*** Supplied data Section Begins ***
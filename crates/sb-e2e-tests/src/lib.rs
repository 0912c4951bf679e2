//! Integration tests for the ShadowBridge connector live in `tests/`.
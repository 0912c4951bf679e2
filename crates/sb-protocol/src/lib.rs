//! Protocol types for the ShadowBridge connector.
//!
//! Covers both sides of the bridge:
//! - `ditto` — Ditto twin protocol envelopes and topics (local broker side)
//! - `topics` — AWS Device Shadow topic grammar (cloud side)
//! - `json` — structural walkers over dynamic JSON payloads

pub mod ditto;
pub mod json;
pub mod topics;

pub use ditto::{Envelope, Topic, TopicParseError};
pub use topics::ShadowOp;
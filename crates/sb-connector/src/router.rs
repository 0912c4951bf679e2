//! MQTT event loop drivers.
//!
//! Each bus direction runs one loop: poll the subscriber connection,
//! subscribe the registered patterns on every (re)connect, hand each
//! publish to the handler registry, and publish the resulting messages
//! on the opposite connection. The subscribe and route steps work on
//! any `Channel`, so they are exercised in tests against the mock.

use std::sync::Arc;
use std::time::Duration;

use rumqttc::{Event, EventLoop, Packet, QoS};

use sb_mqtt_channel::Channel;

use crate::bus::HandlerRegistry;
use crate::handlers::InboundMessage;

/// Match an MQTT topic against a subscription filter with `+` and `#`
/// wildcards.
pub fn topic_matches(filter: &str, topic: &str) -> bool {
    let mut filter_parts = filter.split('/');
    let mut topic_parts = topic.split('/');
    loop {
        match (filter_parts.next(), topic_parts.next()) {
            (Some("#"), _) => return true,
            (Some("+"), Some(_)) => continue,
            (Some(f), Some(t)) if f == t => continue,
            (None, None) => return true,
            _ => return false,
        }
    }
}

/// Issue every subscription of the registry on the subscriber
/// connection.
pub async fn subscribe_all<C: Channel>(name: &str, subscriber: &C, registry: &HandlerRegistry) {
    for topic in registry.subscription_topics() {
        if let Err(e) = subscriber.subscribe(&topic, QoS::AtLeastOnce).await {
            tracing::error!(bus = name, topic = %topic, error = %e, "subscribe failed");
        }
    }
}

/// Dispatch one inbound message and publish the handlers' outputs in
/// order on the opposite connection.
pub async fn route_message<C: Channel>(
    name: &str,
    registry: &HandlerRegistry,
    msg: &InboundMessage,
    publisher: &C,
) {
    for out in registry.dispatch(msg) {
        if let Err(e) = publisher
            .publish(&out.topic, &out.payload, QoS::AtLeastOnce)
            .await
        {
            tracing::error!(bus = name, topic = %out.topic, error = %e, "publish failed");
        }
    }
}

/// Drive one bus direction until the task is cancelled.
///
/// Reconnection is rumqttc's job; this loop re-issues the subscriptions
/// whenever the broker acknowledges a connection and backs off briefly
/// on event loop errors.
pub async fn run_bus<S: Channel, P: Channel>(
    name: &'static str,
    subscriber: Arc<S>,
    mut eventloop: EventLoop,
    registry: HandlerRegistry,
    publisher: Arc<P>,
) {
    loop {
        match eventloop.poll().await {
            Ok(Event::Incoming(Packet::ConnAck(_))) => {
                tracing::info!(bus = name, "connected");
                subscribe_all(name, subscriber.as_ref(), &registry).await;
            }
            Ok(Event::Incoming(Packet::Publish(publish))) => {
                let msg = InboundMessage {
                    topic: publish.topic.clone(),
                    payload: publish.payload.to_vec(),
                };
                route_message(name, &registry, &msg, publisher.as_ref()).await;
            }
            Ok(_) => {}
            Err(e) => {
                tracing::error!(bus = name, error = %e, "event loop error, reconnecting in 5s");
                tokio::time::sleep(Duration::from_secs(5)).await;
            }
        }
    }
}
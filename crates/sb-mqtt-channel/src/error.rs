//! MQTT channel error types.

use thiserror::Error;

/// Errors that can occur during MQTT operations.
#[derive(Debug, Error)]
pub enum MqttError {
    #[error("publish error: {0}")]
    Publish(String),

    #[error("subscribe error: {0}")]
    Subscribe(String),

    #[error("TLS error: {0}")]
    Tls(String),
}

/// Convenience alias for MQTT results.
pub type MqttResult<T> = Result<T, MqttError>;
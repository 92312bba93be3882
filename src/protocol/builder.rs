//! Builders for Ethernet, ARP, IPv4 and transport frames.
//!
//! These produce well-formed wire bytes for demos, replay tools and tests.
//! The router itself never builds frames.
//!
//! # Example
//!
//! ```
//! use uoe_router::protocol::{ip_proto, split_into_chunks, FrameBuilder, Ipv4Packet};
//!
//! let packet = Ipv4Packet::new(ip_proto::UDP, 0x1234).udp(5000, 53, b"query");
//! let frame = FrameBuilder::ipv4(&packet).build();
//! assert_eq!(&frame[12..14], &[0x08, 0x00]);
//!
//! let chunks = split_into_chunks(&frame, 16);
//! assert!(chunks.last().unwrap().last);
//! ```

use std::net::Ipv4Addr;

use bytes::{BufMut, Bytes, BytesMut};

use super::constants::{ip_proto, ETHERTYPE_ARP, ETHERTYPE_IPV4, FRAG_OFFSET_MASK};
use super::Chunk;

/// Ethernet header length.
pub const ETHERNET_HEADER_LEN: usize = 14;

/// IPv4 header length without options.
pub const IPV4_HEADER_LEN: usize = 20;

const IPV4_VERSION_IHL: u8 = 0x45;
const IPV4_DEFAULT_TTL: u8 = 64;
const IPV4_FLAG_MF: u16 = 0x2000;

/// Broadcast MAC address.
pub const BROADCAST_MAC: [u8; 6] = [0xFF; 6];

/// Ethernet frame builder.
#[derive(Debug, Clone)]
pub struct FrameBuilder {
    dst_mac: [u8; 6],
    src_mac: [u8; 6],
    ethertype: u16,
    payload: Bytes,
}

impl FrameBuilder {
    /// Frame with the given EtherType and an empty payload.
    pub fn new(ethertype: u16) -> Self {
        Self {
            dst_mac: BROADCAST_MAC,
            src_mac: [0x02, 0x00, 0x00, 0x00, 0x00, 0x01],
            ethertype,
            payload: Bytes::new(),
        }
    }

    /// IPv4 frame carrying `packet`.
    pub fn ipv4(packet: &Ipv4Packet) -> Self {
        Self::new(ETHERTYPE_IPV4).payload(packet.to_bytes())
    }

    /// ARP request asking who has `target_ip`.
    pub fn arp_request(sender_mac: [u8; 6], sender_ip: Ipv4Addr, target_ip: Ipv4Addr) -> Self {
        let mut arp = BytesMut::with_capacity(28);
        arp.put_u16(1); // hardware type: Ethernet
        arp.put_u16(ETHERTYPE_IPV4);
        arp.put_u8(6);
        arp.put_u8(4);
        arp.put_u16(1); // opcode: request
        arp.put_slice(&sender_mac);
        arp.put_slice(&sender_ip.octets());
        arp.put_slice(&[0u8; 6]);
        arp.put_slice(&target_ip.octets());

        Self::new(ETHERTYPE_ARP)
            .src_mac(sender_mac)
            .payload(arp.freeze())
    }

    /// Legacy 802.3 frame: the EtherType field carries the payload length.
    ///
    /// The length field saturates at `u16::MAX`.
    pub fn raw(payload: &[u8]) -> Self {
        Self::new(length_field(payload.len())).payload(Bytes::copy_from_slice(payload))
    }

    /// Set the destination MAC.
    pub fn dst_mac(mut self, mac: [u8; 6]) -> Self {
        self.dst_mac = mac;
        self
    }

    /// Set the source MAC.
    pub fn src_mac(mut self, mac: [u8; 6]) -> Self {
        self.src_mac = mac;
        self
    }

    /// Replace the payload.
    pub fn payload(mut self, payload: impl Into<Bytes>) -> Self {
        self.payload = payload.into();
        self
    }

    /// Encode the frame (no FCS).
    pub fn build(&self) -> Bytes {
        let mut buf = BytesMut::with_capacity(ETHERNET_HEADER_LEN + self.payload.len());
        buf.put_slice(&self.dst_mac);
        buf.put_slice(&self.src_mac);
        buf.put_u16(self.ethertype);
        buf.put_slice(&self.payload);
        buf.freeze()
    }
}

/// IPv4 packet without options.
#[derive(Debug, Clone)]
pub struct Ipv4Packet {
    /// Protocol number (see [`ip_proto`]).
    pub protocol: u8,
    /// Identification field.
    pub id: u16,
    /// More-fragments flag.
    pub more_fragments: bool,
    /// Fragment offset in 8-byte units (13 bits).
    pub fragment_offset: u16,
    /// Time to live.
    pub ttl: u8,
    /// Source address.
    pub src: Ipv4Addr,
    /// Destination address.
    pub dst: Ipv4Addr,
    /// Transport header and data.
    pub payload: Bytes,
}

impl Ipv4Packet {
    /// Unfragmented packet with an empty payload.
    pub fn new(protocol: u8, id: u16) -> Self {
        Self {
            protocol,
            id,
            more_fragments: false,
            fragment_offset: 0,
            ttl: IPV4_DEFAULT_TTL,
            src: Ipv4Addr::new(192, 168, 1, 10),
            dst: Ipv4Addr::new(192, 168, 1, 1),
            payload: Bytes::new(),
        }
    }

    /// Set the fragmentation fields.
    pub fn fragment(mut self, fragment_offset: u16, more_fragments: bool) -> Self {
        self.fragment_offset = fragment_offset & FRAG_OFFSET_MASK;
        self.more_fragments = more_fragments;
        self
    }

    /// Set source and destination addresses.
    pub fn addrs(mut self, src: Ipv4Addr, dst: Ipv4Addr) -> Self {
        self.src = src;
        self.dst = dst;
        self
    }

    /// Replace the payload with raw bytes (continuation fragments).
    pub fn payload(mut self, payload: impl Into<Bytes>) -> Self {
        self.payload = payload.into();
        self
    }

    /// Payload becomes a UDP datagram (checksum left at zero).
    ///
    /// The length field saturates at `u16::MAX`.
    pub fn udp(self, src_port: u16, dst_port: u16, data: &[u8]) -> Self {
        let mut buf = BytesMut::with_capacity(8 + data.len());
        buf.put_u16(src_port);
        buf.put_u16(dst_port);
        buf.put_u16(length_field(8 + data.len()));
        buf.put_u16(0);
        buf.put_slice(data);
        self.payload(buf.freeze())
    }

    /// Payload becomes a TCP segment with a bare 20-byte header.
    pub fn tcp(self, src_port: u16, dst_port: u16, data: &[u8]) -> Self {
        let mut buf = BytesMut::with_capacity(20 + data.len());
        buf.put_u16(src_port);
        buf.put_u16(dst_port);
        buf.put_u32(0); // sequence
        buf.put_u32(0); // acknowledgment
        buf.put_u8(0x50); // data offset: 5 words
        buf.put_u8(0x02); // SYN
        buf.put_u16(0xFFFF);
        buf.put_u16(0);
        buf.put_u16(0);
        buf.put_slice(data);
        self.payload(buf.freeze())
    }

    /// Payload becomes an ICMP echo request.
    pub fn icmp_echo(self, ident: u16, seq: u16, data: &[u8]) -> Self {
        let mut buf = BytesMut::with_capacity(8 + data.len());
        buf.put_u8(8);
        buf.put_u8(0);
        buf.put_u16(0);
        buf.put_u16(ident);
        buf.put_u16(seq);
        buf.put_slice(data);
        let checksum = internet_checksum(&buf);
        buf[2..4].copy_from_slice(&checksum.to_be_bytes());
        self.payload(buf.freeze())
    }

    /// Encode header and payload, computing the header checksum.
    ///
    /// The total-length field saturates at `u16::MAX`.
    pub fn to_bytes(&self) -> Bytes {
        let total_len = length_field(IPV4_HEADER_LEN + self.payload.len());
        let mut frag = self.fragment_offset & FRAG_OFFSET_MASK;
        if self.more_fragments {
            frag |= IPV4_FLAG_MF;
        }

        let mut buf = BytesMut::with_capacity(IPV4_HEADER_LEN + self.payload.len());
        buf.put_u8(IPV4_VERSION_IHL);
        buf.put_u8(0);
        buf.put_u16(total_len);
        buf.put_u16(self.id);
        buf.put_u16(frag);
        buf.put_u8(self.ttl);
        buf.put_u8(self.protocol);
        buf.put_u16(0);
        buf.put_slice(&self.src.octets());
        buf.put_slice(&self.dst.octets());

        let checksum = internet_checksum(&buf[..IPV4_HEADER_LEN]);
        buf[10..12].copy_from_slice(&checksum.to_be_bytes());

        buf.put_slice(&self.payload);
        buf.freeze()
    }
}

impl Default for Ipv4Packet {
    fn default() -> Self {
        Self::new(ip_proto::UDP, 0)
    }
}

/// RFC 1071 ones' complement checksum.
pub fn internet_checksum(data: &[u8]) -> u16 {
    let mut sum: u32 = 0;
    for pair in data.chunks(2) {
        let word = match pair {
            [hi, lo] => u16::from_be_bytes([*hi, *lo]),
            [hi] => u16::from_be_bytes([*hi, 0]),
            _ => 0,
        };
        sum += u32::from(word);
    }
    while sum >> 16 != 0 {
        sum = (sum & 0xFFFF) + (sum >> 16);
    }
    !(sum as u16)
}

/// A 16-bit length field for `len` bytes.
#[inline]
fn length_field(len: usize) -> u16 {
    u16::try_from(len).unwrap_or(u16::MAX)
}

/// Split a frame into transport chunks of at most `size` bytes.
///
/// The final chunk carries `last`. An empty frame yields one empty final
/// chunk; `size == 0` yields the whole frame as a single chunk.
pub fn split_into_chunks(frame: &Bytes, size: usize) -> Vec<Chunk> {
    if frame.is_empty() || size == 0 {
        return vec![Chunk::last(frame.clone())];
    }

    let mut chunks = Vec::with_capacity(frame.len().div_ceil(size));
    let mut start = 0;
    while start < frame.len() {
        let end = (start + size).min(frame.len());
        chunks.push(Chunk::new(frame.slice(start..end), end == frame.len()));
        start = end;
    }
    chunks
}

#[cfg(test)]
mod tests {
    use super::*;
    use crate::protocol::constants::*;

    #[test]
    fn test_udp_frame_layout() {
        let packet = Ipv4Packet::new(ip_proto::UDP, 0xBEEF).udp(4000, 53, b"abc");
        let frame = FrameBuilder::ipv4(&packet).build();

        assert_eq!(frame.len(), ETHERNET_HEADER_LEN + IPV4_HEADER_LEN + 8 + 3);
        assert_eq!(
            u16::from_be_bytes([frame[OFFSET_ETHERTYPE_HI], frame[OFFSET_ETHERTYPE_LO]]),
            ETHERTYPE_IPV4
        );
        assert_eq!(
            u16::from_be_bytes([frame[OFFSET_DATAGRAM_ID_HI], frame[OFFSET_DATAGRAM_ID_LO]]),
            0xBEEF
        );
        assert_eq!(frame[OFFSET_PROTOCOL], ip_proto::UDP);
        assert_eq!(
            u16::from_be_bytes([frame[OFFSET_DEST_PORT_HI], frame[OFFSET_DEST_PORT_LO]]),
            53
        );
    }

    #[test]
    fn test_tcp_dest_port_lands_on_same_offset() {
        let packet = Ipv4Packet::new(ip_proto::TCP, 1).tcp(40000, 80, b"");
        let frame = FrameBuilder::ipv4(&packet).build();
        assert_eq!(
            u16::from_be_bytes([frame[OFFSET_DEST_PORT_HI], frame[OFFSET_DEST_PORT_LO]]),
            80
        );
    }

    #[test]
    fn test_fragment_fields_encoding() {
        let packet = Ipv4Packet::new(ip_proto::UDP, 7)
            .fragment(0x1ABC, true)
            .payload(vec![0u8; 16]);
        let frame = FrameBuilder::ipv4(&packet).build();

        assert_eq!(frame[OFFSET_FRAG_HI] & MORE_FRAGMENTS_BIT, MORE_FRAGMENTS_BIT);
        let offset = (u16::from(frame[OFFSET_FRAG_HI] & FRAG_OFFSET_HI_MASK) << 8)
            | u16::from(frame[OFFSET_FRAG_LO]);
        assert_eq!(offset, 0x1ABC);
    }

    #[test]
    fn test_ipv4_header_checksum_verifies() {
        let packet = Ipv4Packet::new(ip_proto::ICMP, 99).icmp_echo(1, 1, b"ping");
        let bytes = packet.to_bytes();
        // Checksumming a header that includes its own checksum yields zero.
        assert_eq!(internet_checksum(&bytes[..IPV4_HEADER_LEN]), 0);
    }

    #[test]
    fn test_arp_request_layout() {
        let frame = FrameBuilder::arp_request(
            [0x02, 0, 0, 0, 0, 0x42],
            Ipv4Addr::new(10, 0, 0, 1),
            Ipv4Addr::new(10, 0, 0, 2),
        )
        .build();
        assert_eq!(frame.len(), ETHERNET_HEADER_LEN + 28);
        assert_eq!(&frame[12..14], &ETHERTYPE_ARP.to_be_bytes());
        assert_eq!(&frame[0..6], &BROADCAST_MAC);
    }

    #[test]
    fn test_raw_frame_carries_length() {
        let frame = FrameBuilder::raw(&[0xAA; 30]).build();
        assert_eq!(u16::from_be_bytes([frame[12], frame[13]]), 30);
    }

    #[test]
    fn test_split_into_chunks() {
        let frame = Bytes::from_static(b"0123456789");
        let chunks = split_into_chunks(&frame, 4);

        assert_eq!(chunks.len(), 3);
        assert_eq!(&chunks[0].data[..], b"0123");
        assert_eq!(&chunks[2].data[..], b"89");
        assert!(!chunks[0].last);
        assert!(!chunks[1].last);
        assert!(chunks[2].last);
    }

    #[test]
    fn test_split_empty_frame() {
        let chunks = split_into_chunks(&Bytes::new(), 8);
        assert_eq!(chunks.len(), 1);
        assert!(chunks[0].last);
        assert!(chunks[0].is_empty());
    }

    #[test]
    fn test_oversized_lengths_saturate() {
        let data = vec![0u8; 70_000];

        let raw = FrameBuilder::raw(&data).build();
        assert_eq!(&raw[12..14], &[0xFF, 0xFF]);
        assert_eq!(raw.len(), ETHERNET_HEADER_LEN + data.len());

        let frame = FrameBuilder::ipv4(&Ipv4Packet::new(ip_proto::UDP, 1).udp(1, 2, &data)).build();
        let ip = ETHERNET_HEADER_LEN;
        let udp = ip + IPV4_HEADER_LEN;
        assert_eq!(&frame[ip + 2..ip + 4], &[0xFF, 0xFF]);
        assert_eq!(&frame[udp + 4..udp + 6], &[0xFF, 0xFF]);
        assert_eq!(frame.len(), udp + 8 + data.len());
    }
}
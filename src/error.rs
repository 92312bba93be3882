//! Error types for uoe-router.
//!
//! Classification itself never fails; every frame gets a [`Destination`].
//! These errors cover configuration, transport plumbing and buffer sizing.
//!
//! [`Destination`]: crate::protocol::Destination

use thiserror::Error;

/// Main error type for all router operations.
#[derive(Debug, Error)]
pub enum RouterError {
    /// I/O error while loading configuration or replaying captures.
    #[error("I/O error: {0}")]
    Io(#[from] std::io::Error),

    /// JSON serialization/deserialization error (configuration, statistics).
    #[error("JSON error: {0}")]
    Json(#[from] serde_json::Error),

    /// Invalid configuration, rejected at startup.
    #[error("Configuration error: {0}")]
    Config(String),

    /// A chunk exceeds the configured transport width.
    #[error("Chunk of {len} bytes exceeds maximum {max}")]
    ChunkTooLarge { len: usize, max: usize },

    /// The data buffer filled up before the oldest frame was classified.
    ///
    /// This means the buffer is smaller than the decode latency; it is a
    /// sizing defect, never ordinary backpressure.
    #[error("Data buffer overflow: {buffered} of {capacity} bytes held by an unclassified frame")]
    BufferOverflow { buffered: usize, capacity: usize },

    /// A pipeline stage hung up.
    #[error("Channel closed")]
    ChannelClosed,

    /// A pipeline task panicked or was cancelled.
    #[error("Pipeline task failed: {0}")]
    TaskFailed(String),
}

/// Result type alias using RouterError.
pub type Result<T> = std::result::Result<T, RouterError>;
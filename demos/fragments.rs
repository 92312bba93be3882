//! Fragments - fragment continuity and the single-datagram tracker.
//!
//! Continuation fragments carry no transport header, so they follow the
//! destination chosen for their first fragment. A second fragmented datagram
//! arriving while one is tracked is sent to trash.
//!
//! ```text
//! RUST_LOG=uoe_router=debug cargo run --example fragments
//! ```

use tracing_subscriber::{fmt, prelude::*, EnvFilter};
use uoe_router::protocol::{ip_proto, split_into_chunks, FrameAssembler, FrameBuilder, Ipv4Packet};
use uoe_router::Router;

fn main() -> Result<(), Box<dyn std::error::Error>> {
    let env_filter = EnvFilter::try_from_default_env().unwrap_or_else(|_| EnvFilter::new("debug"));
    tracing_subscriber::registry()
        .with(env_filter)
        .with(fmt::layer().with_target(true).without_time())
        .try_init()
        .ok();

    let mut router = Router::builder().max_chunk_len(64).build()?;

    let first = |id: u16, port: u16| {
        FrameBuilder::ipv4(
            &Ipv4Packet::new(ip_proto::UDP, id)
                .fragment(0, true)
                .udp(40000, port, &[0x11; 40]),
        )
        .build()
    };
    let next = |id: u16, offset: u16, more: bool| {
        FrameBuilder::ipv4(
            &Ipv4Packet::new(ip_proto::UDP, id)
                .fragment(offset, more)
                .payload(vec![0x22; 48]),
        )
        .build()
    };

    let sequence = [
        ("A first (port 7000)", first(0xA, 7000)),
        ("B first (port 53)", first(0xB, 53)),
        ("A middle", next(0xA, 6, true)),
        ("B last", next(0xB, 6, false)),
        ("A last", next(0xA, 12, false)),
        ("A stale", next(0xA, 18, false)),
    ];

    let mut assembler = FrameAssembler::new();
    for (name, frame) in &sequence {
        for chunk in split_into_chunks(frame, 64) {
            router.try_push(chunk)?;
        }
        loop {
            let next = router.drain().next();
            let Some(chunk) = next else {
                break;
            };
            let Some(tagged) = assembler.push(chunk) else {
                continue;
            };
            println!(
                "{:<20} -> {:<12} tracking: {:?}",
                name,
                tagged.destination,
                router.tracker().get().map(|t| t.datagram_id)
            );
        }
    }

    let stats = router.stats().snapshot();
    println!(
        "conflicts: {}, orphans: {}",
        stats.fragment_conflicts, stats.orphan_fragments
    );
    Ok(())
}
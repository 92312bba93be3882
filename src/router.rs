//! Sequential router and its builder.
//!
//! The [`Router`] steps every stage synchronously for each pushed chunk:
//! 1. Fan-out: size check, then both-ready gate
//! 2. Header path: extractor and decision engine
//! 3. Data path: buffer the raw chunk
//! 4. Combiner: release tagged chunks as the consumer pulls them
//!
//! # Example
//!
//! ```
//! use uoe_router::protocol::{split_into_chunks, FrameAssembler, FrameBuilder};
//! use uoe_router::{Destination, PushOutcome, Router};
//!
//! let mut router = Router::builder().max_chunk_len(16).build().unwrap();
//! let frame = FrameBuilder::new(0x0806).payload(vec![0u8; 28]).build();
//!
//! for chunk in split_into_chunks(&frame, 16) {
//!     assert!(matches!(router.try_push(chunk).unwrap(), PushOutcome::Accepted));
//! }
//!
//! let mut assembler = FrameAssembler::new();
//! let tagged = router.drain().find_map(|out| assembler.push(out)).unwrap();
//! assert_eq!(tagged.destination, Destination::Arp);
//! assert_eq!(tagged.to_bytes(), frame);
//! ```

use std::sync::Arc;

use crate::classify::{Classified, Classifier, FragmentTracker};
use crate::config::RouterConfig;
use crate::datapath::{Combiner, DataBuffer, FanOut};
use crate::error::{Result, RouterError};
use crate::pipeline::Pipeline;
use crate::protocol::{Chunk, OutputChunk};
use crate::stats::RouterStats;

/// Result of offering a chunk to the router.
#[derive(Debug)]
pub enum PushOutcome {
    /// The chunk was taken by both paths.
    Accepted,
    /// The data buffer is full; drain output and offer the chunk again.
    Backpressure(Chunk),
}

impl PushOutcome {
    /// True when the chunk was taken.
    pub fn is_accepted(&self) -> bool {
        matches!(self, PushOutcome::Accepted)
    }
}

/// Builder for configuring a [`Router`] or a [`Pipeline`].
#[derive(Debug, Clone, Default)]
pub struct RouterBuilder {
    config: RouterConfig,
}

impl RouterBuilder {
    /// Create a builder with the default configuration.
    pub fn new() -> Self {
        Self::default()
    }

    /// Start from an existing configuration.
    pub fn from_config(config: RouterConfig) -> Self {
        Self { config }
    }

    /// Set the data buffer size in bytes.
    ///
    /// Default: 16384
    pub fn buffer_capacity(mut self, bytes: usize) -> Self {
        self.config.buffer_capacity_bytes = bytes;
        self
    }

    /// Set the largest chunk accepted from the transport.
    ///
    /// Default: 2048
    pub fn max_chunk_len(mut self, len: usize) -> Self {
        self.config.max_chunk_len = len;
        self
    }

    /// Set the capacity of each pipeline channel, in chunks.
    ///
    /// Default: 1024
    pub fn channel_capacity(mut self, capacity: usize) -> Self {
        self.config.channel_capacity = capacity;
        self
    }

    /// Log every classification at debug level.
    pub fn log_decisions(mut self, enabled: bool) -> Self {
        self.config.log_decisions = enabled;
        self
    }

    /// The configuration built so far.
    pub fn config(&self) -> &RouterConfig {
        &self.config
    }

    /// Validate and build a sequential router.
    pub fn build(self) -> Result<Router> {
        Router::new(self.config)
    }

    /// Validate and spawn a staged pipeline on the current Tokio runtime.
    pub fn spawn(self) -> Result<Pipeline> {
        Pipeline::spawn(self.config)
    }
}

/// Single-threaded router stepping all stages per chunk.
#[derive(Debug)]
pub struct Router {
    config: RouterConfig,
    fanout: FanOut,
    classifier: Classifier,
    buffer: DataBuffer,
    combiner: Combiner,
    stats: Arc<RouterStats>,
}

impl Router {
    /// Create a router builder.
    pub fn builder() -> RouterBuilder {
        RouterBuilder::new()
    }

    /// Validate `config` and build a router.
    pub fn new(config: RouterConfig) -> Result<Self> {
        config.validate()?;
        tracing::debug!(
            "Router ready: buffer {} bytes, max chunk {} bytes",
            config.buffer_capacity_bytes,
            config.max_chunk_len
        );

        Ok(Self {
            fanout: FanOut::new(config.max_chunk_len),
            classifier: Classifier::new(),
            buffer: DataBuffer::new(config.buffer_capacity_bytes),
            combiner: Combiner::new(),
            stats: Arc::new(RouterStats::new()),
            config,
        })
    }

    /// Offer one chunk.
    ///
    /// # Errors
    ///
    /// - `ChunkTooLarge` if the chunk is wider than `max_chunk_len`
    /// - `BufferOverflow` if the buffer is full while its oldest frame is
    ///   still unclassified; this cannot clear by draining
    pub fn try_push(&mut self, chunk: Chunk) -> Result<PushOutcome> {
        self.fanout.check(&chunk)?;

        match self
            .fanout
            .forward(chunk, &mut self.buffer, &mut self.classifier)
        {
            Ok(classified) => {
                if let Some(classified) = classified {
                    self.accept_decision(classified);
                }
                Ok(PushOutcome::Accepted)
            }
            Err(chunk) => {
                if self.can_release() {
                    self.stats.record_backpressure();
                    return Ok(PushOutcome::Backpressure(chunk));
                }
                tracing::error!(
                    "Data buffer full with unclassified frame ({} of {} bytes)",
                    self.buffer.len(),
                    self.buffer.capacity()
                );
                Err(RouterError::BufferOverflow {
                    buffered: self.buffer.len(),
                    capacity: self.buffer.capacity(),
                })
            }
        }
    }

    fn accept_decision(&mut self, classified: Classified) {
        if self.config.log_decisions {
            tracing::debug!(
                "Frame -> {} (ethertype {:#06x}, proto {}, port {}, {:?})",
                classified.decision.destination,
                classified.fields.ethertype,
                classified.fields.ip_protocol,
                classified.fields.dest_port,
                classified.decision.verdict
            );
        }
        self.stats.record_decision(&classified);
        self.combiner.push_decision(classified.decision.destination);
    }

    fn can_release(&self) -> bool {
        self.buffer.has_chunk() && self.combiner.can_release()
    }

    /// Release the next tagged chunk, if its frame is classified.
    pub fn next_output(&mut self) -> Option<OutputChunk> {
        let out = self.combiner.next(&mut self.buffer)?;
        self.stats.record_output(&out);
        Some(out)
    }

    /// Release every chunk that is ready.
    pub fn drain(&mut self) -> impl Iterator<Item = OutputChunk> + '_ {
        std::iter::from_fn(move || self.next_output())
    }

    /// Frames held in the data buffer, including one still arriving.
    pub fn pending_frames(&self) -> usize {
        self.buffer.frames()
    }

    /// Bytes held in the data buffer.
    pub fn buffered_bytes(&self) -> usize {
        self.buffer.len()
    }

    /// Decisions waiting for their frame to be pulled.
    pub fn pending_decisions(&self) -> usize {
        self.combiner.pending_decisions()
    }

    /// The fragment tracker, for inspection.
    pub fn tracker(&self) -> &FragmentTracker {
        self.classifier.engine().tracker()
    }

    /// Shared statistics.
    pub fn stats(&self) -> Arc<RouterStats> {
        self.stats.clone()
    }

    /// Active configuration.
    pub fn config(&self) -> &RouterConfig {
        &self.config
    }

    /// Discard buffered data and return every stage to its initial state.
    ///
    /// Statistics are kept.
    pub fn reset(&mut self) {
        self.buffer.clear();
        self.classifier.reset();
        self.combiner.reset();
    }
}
*** Supplied data Section Ends ***
* Required work: From the first line of the data above to the line holding "(re)connect, hand each", reproduce each line exactly; emit no other lines.

* Written response:
filename crates/sb-e2e-tests/src/lib.rs
repository 0912c4951bf679e2
//! Integration tests for the ShadowBridge connector live in `tests/`.
repository 0912c4951bf679e2
filename crates/sb-protocol/src/lib.rs
//! Protocol types for the ShadowBridge connector.
//!
//! Covers both sides of the bridge:
//! - `ditto` — Ditto twin protocol envelopes and topics (local broker side)
//! - `topics` — AWS Device Shadow topic grammar (cloud side)
//! - `json` — structural walkers over dynamic JSON payloads

pub mod ditto;
pub mod json;
pub mod topics;

pub use ditto::{Envelope, Topic, TopicParseError};
pub use topics::ShadowOp;
filename crates/sb-connector/src/router.rs
repository 0912c4951bf679e2
//! MQTT event loop drivers.
//!
//! Each bus direction runs one loop: poll the subscriber connection,
//! subscribe the registered patterns on every (re)connect, hand each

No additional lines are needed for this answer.